Tanto o cinema como a literatura puderam mostrar, diversas vezes, paralelos entre advogados e figuras divinas, ou até mesmo diabólicas. Vistos pela sociedade ora como heróis, ora como vilões, advogados exibem-se ao público nos trejeitos, na oratória e no vestir como personagens diferentes das demais pessoas.
Essa aura do bem, muitas vezes do mal, não pode transmudar-se em comportamentos descompassados da realidade simples da prestação de um serviço, bem como do dever de zelar, de modo primordial, pelos interesses do cliente. Em singelas palavras, a imagem criada em volta do advogado não pode lhe cegar os olhos, levando-o a pôr de lado a fiel missão de defender aquele que lhe confiou o patrocínio de uma causa.

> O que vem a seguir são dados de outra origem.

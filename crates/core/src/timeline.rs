//! Zoom/pan state of the time ruler and the tick layout derived from it.
//!
//! `offset` is the timeline time (seconds) at the left edge of the view and
//! `zoom` the number of seconds covered by [`TICK_TARGET_WIDTH`] pixels. Major
//! ticks snap to a fixed list of readable increments; the minor-tick pattern is
//! picked so subdivisions stay even for that increment.

use crate::emitter::{Emitter, Event, ListenerId, Listeners};

/// Preferred distance between two major ticks, in pixels.
pub const TICK_TARGET_WIDTH: f64 = 96.0;

pub const DEFAULT_ZOOM: f64 = 10.0;
pub const ZOOM_STEP: f64 = 0.25;

/// Closest zoom: 24 steps in from the default scale of 1.
pub fn min_zoom() -> f64 {
    (1.0 - ZOOM_STEP).powi(24)
}

/// Widest zoom: 48 steps out from the default scale of 1.
pub fn max_zoom() -> f64 {
    (1.0 + ZOOM_STEP).powi(48)
}

/// Pixels per second at a ratio of 1.
pub const BASE_WIDTH: f64 = 16.0;

const RATIO_MIN: f64 = 0.1;
const RATIO_MAX: f64 = 1000.0;

const INCREMENT_STEPS: [f64; 30] = [
    0.001, 0.002, 0.005, 0.01, 0.025, 0.05, 0.1, 0.25, 0.5, // sub-second
    1.0, 2.0, 5.0, 10.0, 15.0, 20.0, 30.0, // seconds
    60.0, 120.0, 300.0, 600.0, 900.0, 1200.0, 1800.0, // minutes
    3600.0, 7200.0, 10800.0, 18000.0, 21600.0, 43200.0, 86400.0, // hours
];

#[derive(Debug, Clone, Copy, PartialEq)]
pub struct TimelineState {
    pub offset: f64,
    pub zoom: f64,
}

impl Default for TimelineState {
    fn default() -> Self {
        Self {
            offset: 0.0,
            zoom: DEFAULT_ZOOM,
        }
    }
}

impl TimelineState {
    /// Seconds per pixel.
    pub fn offset_scale(&self) -> f64 {
        self.zoom / TICK_TARGET_WIDTH
    }

    /// Timeline time under pixel `px` of the view.
    pub fn time_at(&self, px: f64) -> f64 {
        self.offset + px * self.offset_scale()
    }

    /// View pixel of timeline time `time`. Negative when scrolled past it.
    pub fn position_of(&self, time: f64) -> f64 {
        (time - self.offset) / self.offset_scale()
    }
}

/// What a ruler renderer needs: draw major ticks at
/// `tick_offset + n * tick_increment` labelled `time_start + n * time_increment`.
#[derive(Debug, Clone, Copy, PartialEq)]
pub struct TimelineView {
    /// Position of the first major tick (px, <= 0).
    pub tick_offset: f64,
    /// Distance between major ticks (px).
    pub tick_increment: f64,
    /// Minor tick heights between two major ticks; 1 is the tallest.
    pub tick_intermediate: &'static [u8],
    /// Time at the first major tick (seconds).
    pub time_start: f64,
    /// Time between major ticks (seconds).
    pub time_increment: f64,
    /// Scroll position (px).
    pub scroll_offset: f64,
}

#[derive(Debug, Clone, Copy, PartialEq, Eq)]
pub enum SeekUnit {
    Px,
    Sec,
}

#[derive(Debug, Clone, Copy, PartialEq)]
pub enum TimelineAction {
    /// Zoom around the cursor. Positive factors zoom out (more seconds per
    /// pixel), negative ones zoom in.
    Zoom {
        factor: f64,
        cursor_position: f64,
        container_width: f64,
    },
    /// Scroll to (or by, when `relative`) `offset`.
    Seek {
        offset: f64,
        unit: SeekUnit,
        relative: bool,
    },
}

fn optimal_time_increment(offset_scale: f64) -> f64 {
    let target = TICK_TARGET_WIDTH * offset_scale;
    let mut best = target;
    let mut best_delta = f64::INFINITY;

    let (mut low, mut high) = (0usize, INCREMENT_STEPS.len());
    while low < high {
        let mid = (low + high) / 2;
        let step = INCREMENT_STEPS[mid];
        let delta = (step - target).abs();
        if delta < best_delta {
            best = step;
            best_delta = delta;
        }

        if step == target {
            break;
        } else if step < target {
            low = mid + 1;
        } else {
            high = mid;
        }
    }
    best
}

fn tick_intermediate(time_increment: f64) -> &'static [u8] {
    let base = if time_increment > 3600.0 {
        (time_increment / 3600.0) as u64
    } else if time_increment > 60.0 {
        (time_increment / 60.0) as u64
    } else if time_increment < 1.0 {
        match (time_increment * 1000.0) as u64 {
            1 => return &[],
            2 => return &[1],
            ms => ms,
        }
    } else {
        time_increment as u64
    };

    if base % 3 == 0 && base % 5 != 0 {
        &[1, 1]
    } else {
        &[1, 2, 1, 2]
    }
}

pub fn compute_view(state: &TimelineState) -> TimelineView {
    let offset_scale = state.offset_scale();
    let scroll_offset = state.offset / offset_scale;
    let time_increment = optimal_time_increment(offset_scale);
    let tick_increment = time_increment / offset_scale;

    TimelineView {
        tick_offset: -scroll_offset % tick_increment,
        tick_increment,
        tick_intermediate: tick_intermediate(time_increment),
        time_start: (scroll_offset / tick_increment).trunc() * time_increment,
        time_increment,
        scroll_offset,
    }
}

/// Pure reducer over [`TimelineState`].
pub fn apply(state: TimelineState, action: TimelineAction) -> TimelineState {
    match action {
        TimelineAction::Zoom {
            factor,
            cursor_position,
            container_width,
        } => {
            if !(container_width > 0.0) || !factor.is_finite() {
                return state;
            }
            let cursor_fraction = cursor_position / container_width;
            let prev_width = container_width * state.offset_scale();

            let step = 1.0 + ZOOM_STEP * factor.abs();
            let zoom = if factor < 0.0 {
                (state.zoom / step).max(min_zoom())
            } else {
                (state.zoom * step).min(max_zoom())
            };

            let new_width = container_width * zoom / TICK_TARGET_WIDTH;
            let offset = state.offset + (prev_width - new_width) * cursor_fraction;
            TimelineState {
                offset: offset.max(0.0),
                zoom,
            }
        }
        TimelineAction::Seek {
            offset,
            unit,
            relative,
        } => {
            let offset = match unit {
                SeekUnit::Px => offset * state.offset_scale(),
                SeekUnit::Sec => offset,
            };
            let offset = if relative {
                state.offset + offset
            } else {
                offset
            };
            TimelineState {
                offset: offset.max(0.0),
                zoom: state.zoom,
            }
        }
    }
}

#[derive(Debug, Clone, Copy, PartialEq, Eq, Hash)]
pub enum TimelineEventKind {
    Change,
}

#[derive(Debug, Clone, Copy, PartialEq)]
pub struct TimelineEvent {
    pub kind: TimelineEventKind,
    pub state: TimelineState,
    pub view: TimelineView,
}

impl Event for TimelineEvent {
    type Kind = TimelineEventKind;

    fn kind(&self) -> TimelineEventKind {
        self.kind
    }
}

/// Timeline state with its cached view. Emits `Change` whenever an action
/// actually moves the state.
#[derive(Debug)]
pub struct Timeline {
    state: TimelineState,
    view: TimelineView,
    emitter: Emitter<TimelineEvent>,
}

impl Default for Timeline {
    fn default() -> Self {
        Self::with_state(TimelineState::default())
    }
}

impl Timeline {
    pub fn new() -> Self {
        Self::default()
    }

    pub fn with_state(state: TimelineState) -> Self {
        Self {
            view: compute_view(&state),
            state,
            emitter: Emitter::new(),
        }
    }

    pub fn state(&self) -> TimelineState {
        self.state
    }

    pub fn view(&self) -> &TimelineView {
        &self.view
    }

    pub fn add_listener(
        &self,
        kind: TimelineEventKind,
        handler: impl Fn(&TimelineEvent) + 'static,
    ) -> ListenerId {
        self.emitter.listeners().add(kind, handler)
    }

    pub fn remove_listener(&self, kind: TimelineEventKind, id: ListenerId) -> bool {
        self.emitter.listeners().remove(kind, id)
    }

    pub fn listeners(&self) -> &Listeners<TimelineEvent> {
        self.emitter.listeners()
    }

    /// Returns true if the state changed.
    pub fn dispatch(&mut self, action: TimelineAction) -> bool {
        self.set_state(apply(self.state, action))
    }

    pub fn zoom(&mut self, factor: f64, cursor_position: f64, container_width: f64) -> bool {
        self.dispatch(TimelineAction::Zoom {
            factor,
            cursor_position,
            container_width,
        })
    }

    pub fn seek(&mut self, offset: f64, unit: SeekUnit, relative: bool) -> bool {
        self.dispatch(TimelineAction::Seek {
            offset,
            unit,
            relative,
        })
    }

    pub fn set_state(&mut self, state: TimelineState) -> bool {
        if state == self.state {
            return false;
        }
        self.state = state;
        self.view = compute_view(&state);
        self.emitter.dispatch(&TimelineEvent {
            kind: TimelineEventKind::Change,
            state,
            view: self.view,
        });
        true
    }
}

#[derive(Debug, Clone, Copy, PartialEq, Eq)]
pub enum ScaleDirection {
    Up,
    Down,
}

/// Step a pixel ratio by 4/5 (`Up`) or 5/4 (`Down`). A step that would leave
/// `(0.1, 1000)` returns the ratio unchanged.
pub fn scale_ratio(ratio: f64, direction: ScaleDirection) -> f64 {
    let scaled = match direction {
        ScaleDirection::Up => ratio * 4.0 / 5.0,
        ScaleDirection::Down => ratio * 5.0 / 4.0,
    };
    if scaled > RATIO_MIN && scaled < RATIO_MAX {
        scaled
    } else {
        ratio
    }
}

pub fn time_to_px(ratio: f64, seconds: f64) -> f64 {
    ratio * seconds * BASE_WIDTH
}

pub fn px_to_time(ratio: f64, px: f64) -> f64 {
    px / BASE_WIDTH / ratio
}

Nem sucesso, nem fracasso apresentam-se aptos a nublar a visão límpida sobre qual papel desempenhamos no nosso ofício. Cumpre-nos dedicação a quem nos contrata e técnica no exercício da profissão. Advogados nada prometem além de usar todos os meios legítimos para justificar a razão que seu constituinte tem. Para isso, há de o ouvir, de o compreender nas suas circunstâncias, entender a causalidade dos fatos, compreender o direito em jogo e desenhar estratégia que o cliente consiga assimilar as etapas a serem ultrapassadas.
Esse limite de ação — usar todos os meios legítimos à proteção dos interesses do cliente — precisa de ser manifestado, de forma sincera, ao próprio cliente, vez ou outra, à família deste. Lidar com derrotas e frustrações a expectativas surge, pois, como tarefa acessória de quem sobrevive ao campo das batalhas judiciais.
Neste iniciar do ano judiciário, parece importante reafirmar essas obviedades, com o fito de aclarar as perspectivas do jovem advogado, em especial, do jovem criminalista. Não se percam na imagem, fixem-se na missão e no dom que o destino lhes proporcionou: saber defender, ter talento para trazer justiça à vida.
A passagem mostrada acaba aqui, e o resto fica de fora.